■ ABOUT THIS TASK: For the string "RequestOrigin", count the lines in the records below that contain it. Answer with that number alone.

══ DATA FOR THE TASK

use axum::extract::FromRequestParts;
use http::{HeaderMap, header::HOST, request::Parts, uri::Authority};
use std::{convert::Infallible, fmt::Display};

const X_FORWARDED_PROTO_HEADER_KEY: &str = "X-Forwarded-Proto";

/// Host returned when no source yields a value.
pub const DEFAULT_HOST: &str = "localhost:8080";

/// Tells if the original request was made over HTTPS, even when it was routed
/// through a reverse proxy doing SSL termination.
///
/// The checks are made in order, first match wins:
/// - scheme of the request URI
/// - `X-Forwarded-Proto` header equal to `https`
///
/// The protocol version says nothing about TLS: `http::Version` only knows `HTTP/x`.
pub fn is_https(parts: &Parts) -> bool {
    parts.uri.scheme_str() == Some("https")
        || header_str(&parts.headers, X_FORWARDED_PROTO_HEADER_KEY) == Some("https")
}

pub fn scheme(parts: &Parts) -> &'static str {
    if is_https(parts) { "https" } else { "http" }
}

/// A place where the host of a request may be found.
#[derive(Debug, Clone, Copy, PartialEq, Eq)]
pub enum HostSource {
    /// `Host` header
    Host,
    /// Authority of the request URI, without user info
    UriAuthority,
    Header(&'static str),
}

impl HostSource {
    /// Default resolution order. `X-Forwarded-For` usually carries client addresses
    /// and not hostnames, but it is kept here for compatibility with existing deployments.
    pub const DEFAULT: [HostSource; 5] = [
        HostSource::Host,
        HostSource::UriAuthority,
        HostSource::Header("X-Forwarded-For"),
        HostSource::Header("X-Host"),
        HostSource::Header("XFF"),
    ];

    pub const WITHOUT_CLIENT_IP: [HostSource; 4] = [
        HostSource::Host,
        HostSource::UriAuthority,
        HostSource::Header("X-Host"),
        HostSource::Header("XFF"),
    ];

    fn extract<'a>(&self, parts: &'a Parts) -> Option<&'a str> {
        match self {
            HostSource::Host => header_str(&parts.headers, HOST.as_str()),
            HostSource::UriAuthority => parts.uri.authority().map(parse_authority),
            HostSource::Header(name) => header_str(&parts.headers, name),
        }
    }
}

/// Returns the first non empty host found in `sources`, or [`DEFAULT_HOST`].
pub fn host_from(parts: &Parts, sources: &[HostSource]) -> String {
    sources
        .iter()
        .filter_map(|source| source.extract(parts))
        .find(|host| !host.is_empty())
        .unwrap_or(DEFAULT_HOST)
        .to_owned()
}

pub fn host(parts: &Parts) -> String {
    host_from(parts, &HostSource::DEFAULT)
}

/// Scheme and host of the request, the path is excluded.
pub fn url(parts: &Parts) -> String {
    format!("{}://{}", scheme(parts), host(parts))
}

fn header_str<'a>(headers: &'a HeaderMap, name: &str) -> Option<&'a str> {
    headers.get(name).and_then(|value| value.to_str().ok())
}

fn parse_authority(auth: &Authority) -> &str {
    auth.as_str()
        .rsplit('@')
        .next()
        .expect("split always has at least 1 item")
}

/// Extractor giving the scheme and host the client used to reach us.
///
/// It never rejects: missing information falls back to `http` and [`DEFAULT_HOST`].
#[derive(Debug, Clone, PartialEq, Eq)]
pub struct RequestOrigin {
    pub scheme: &'static str,
    pub host: String,
}

impl RequestOrigin {
    pub fn from_parts(parts: &Parts) -> Self {
        RequestOrigin {
            scheme: scheme(parts),
            host: host(parts),
        }
    }

    pub fn is_https(&self) -> bool {
        self.scheme == "https"
    }

    pub fn url(&self) -> String {
        self.to_string()
    }
}

impl Display for RequestOrigin {
    fn fmt(&self, f: &mut std::fmt::Formatter<'_>) -> std::fmt::Result {
        write!(f, "{}://{}", self.scheme, self.host)
    }
}

impl<S> FromRequestParts<S> for RequestOrigin
where
    S: Send + Sync,
{
    type Rejection = Infallible;

    async fn from_request_parts(parts: &mut Parts, _state: &S) -> Result<Self, Self::Rejection> {
        Ok(RequestOrigin::from_parts(parts))
    }
}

════

■ TASK RESULT: 6